**WHAT IS REQUIRED**.
When a line of the records contains "OcrArgs", copy it.
►
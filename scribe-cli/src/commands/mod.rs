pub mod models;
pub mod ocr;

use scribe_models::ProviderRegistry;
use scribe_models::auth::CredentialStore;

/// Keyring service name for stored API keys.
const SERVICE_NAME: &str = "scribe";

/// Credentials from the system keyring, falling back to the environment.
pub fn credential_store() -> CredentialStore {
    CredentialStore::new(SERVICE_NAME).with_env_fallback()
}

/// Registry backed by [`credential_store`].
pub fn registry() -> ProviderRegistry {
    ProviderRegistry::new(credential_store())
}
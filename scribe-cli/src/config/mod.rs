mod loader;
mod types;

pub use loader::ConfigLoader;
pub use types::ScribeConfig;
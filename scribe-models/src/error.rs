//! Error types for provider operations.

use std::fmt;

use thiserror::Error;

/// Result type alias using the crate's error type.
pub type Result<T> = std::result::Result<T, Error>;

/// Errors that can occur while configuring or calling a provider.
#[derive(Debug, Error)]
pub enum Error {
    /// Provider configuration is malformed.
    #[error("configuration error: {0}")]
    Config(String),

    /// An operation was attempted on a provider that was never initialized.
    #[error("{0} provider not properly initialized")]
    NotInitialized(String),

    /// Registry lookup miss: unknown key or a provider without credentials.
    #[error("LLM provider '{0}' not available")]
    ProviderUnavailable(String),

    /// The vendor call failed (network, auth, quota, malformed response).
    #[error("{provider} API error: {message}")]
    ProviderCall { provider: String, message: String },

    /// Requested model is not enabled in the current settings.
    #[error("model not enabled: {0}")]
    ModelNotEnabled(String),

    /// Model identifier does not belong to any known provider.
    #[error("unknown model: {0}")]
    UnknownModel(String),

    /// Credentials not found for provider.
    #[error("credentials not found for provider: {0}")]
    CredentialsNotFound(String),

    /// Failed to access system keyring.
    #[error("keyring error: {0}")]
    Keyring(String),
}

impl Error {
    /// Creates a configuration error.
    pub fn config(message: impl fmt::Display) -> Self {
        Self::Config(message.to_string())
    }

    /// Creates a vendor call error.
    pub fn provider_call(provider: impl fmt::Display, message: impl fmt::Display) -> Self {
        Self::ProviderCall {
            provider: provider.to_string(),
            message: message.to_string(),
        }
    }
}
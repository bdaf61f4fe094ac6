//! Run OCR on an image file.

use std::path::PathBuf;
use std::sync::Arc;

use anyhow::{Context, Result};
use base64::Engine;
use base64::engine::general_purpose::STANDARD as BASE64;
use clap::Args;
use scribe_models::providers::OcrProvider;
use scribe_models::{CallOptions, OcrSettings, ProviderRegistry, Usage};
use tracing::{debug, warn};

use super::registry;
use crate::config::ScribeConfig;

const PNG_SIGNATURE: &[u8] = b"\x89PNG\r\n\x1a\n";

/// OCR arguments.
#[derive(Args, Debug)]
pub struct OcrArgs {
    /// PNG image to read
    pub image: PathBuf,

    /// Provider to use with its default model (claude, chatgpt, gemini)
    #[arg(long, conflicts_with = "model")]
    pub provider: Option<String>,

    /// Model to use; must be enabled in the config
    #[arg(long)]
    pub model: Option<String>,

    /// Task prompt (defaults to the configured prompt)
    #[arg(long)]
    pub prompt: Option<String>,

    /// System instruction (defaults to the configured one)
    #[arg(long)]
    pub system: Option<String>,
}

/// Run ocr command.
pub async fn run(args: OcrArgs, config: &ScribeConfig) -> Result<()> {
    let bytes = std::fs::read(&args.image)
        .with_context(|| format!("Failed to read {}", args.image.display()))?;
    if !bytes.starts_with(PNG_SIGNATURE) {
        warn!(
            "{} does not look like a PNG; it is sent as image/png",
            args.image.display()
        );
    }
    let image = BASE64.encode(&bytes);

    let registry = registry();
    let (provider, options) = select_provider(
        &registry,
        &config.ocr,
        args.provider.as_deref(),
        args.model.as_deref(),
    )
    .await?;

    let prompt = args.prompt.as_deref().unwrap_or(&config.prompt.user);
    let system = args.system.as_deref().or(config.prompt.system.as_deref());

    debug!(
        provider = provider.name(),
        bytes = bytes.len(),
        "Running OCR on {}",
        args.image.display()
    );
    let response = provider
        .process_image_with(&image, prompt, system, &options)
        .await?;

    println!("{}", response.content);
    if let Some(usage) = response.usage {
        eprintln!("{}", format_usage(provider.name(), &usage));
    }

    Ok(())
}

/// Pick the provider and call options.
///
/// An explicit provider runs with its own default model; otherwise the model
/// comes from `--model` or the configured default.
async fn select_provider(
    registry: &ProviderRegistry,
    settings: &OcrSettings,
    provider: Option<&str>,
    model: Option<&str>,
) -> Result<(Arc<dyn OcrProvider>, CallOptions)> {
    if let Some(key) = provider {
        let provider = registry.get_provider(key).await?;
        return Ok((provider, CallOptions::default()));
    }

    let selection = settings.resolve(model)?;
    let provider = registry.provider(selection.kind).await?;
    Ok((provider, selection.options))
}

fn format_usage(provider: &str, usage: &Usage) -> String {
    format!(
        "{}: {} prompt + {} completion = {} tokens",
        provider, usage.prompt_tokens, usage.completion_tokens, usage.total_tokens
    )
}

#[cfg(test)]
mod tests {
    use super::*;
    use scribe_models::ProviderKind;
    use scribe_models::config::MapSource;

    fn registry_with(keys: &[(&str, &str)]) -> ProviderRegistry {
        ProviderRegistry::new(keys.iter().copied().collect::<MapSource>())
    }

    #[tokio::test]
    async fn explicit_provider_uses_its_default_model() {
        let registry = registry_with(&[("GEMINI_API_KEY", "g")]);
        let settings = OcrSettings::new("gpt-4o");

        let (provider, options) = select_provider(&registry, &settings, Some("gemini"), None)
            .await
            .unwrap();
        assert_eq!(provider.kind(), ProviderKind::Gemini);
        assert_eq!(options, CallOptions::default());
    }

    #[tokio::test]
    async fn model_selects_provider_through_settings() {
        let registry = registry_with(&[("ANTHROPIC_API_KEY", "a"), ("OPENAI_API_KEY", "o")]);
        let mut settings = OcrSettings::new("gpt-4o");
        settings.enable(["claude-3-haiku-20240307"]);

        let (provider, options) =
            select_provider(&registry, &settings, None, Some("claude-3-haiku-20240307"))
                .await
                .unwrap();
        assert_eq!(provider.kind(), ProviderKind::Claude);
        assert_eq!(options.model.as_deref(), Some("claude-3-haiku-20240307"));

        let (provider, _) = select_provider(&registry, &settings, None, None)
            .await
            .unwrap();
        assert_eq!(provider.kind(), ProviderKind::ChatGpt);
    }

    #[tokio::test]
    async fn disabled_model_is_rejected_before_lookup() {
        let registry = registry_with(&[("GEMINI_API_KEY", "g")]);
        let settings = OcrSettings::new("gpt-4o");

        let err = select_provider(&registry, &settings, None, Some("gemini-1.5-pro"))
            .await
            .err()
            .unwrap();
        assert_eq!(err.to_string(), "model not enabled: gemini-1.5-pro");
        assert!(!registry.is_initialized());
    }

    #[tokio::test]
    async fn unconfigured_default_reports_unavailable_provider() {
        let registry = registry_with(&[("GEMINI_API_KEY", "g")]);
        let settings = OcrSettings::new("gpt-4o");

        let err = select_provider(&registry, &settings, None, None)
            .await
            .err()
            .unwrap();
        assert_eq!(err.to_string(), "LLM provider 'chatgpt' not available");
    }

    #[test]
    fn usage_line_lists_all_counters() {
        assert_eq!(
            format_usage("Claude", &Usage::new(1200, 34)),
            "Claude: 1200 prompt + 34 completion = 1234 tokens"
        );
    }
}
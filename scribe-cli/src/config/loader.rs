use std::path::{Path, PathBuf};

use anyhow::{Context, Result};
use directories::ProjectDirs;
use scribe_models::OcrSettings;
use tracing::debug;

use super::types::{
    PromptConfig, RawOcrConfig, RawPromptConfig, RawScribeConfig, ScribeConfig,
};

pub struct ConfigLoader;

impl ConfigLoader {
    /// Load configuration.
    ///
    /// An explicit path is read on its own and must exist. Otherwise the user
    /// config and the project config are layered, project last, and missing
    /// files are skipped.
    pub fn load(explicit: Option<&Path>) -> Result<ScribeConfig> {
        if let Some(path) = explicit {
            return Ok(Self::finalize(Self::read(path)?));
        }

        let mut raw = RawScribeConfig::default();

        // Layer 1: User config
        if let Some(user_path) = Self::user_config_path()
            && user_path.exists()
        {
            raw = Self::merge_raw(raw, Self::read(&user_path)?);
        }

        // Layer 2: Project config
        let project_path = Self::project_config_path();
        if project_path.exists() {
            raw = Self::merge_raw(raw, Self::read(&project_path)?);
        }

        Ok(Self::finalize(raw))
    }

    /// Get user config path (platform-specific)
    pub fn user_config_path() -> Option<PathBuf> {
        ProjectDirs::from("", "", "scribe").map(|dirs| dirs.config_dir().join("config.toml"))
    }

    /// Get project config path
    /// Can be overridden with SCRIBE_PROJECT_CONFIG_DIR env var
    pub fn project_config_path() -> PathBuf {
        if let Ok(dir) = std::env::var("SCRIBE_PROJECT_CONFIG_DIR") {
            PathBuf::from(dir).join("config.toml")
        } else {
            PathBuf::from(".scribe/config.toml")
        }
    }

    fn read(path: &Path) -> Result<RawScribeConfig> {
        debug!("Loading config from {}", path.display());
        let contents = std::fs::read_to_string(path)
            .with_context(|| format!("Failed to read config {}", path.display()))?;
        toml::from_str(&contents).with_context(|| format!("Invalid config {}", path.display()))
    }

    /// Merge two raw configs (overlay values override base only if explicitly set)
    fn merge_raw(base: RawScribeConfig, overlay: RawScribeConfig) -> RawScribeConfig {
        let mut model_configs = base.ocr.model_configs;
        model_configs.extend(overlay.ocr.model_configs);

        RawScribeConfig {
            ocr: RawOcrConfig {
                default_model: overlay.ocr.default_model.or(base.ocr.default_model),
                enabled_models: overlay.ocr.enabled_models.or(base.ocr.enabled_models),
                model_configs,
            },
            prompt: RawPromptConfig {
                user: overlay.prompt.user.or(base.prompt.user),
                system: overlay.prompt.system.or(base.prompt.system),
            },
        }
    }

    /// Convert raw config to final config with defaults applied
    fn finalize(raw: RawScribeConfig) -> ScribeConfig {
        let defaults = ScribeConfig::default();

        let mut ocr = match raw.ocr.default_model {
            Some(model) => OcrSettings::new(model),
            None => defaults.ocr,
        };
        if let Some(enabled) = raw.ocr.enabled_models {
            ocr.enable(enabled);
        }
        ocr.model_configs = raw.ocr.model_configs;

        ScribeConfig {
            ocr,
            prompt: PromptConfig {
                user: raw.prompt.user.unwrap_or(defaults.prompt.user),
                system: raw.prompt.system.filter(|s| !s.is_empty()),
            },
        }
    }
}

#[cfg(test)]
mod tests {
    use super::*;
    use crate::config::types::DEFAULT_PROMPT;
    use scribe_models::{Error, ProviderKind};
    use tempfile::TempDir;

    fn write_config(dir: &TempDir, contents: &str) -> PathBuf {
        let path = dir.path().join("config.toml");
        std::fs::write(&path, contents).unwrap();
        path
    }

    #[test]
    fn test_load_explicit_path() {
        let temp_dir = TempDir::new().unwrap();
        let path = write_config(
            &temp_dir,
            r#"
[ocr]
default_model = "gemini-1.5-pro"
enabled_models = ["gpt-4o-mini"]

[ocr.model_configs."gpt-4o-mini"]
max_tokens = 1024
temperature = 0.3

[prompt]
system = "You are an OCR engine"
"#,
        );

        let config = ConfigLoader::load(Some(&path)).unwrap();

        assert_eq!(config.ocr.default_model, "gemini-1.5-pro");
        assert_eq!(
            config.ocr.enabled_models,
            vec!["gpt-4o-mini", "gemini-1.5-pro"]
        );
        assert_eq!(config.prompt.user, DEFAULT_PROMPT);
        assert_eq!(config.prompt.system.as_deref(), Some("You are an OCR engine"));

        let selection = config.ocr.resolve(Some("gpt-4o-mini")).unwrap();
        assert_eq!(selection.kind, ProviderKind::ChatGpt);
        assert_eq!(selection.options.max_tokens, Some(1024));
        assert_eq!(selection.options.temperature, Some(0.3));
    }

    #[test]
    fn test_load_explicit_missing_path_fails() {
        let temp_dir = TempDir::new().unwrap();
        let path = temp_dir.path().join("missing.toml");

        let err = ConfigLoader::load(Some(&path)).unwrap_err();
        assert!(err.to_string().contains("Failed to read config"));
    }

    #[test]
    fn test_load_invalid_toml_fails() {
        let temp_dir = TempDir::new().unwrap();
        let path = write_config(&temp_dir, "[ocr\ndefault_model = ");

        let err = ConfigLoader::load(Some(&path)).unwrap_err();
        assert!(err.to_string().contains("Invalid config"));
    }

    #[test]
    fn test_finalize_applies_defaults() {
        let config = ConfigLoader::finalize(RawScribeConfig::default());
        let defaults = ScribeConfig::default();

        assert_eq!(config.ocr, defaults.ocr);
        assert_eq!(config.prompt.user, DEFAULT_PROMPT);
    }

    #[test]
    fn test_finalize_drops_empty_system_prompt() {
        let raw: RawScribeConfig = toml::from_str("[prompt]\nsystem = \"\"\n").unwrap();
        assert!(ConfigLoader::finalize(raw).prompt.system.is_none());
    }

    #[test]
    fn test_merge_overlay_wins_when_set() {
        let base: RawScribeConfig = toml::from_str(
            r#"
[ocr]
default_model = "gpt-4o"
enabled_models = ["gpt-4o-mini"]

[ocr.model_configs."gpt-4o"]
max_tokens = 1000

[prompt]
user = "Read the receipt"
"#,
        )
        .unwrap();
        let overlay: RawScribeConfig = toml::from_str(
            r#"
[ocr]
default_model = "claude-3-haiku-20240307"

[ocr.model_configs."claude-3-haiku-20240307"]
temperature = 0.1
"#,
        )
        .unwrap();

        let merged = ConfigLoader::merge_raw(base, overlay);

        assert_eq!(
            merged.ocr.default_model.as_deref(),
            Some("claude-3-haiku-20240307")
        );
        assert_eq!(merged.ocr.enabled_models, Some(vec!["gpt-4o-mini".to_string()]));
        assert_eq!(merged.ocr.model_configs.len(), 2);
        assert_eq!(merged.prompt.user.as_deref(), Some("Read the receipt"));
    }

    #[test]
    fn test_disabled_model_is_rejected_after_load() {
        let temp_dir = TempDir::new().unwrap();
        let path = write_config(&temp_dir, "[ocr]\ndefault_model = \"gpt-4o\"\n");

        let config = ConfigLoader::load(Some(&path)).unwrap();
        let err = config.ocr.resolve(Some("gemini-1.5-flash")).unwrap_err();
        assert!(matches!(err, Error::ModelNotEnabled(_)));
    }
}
◄
**EXPECTED ANSWER**.
pub struct OcrArgs {
pub async fn run(args: OcrArgs, config: &ScribeConfig) -> Result<()> {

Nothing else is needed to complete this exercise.